The dopamine D3 receptor has been shown to mediate conditioned effects of psychostimulants such as cocaine. The present work was aimed at determining whether drugs acting at D3 receptors alter acquisition of conditioned effects of opiates.

METHODS

We have used the conditioned place preference (CPP) in mice, which permits the measurement of approach behaviour to environmental stimuli previously paired with drug effects. To assess the interaction of morphine and D3 receptor ligands during acquisition of CPP, we have used a particular procedure, in which the animals were given the choice between compartments associated with either morphine alone or the combination of morphine with the tested agent.

RESULTS

D3 receptor agonists (7-OH-DPAT, quinelorane, BP 897) did not induce, alone, a significant CPP but, all of them, at the doses tested, and notably BP 897, a highly selective partial agonist, significantly enhanced acquisition of morphine-induced CPP when administered together with morphine at each conditioning session.
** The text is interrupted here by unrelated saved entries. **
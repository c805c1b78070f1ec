use crate::backend::BackendClient;
use crate::errors::AppError;
use crate::models::Medication;
use crate::session::Session;
use crate::storage::{persist_storage, LocalStorage};
use chrono::NaiveDate;
use std::{path::PathBuf, sync::Arc};
use tokio::sync::Mutex;

/// Medication list fetched for one user on one day.
#[derive(Debug, Clone)]
pub struct MedicationCache {
    pub email: String,
    pub date: NaiveDate,
    pub medications: Vec<Medication>,
}

#[derive(Clone)]
pub struct AppState {
    pub data_path: PathBuf,
    pub store: Arc<Mutex<LocalStorage>>,
    pub session: Arc<Mutex<Option<Session>>>,
    pub medications: Arc<Mutex<Option<MedicationCache>>>,
    pub backend: BackendClient,
}

impl AppState {
    pub fn new(data_path: PathBuf, store: LocalStorage, backend: BackendClient) -> Self {
        let session = Session::restore(&store);
        Self {
            data_path,
            store: Arc::new(Mutex::new(store)),
            session: Arc::new(Mutex::new(session)),
            medications: Arc::new(Mutex::new(None)),
            backend,
        }
    }

    pub async fn current_session(&self) -> Option<Session> {
        self.session.lock().await.clone()
    }

    pub async fn require_session(&self) -> Result<Session, AppError> {
        self.current_session()
            .await
            .ok_or_else(|| AppError::unauthorized("Please log in first."))
    }

    pub async fn persist(&self, store: &LocalStorage) -> Result<(), AppError> {
        persist_storage(&self.data_path, store).await
    }

    pub async fn cached_medications(&self, email: &str, date: NaiveDate) -> Option<Vec<Medication>> {
        self.medications
            .lock()
            .await
            .as_ref()
            .filter(|cache| cache.email == email && cache.date == date)
            .map(|cache| cache.medications.clone())
    }

    pub async fn cache_medications(&self, email: &str, date: NaiveDate, medications: Vec<Medication>) {
        *self.medications.lock().await = Some(MedicationCache {
            email: email.to_string(),
            date,
            medications,
        });
    }

    pub async fn invalidate_medications(&self) {
        self.medications.lock().await.take();
    }
}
PNU-99194A, a D3 receptor-preferring antagonist, induced a CPP itself at the dose of 10 mg/kg but not at 5 or 15 mg/kg and impaired significantly at 10 and 15 mg/kg the morphine-induced CPP. In contrast, BP 897 did not alter morphine-induced analgesia, an unconditioned effect of this drug.

CONCLUSIONS

These results suggest the stimulation of D3 receptors has no rewarding effect per se, but may synergize upon opiate-induced dopamine release with stimulation of other dopamine receptor subtypes to enhance approach behaviour to morphine-associated environment.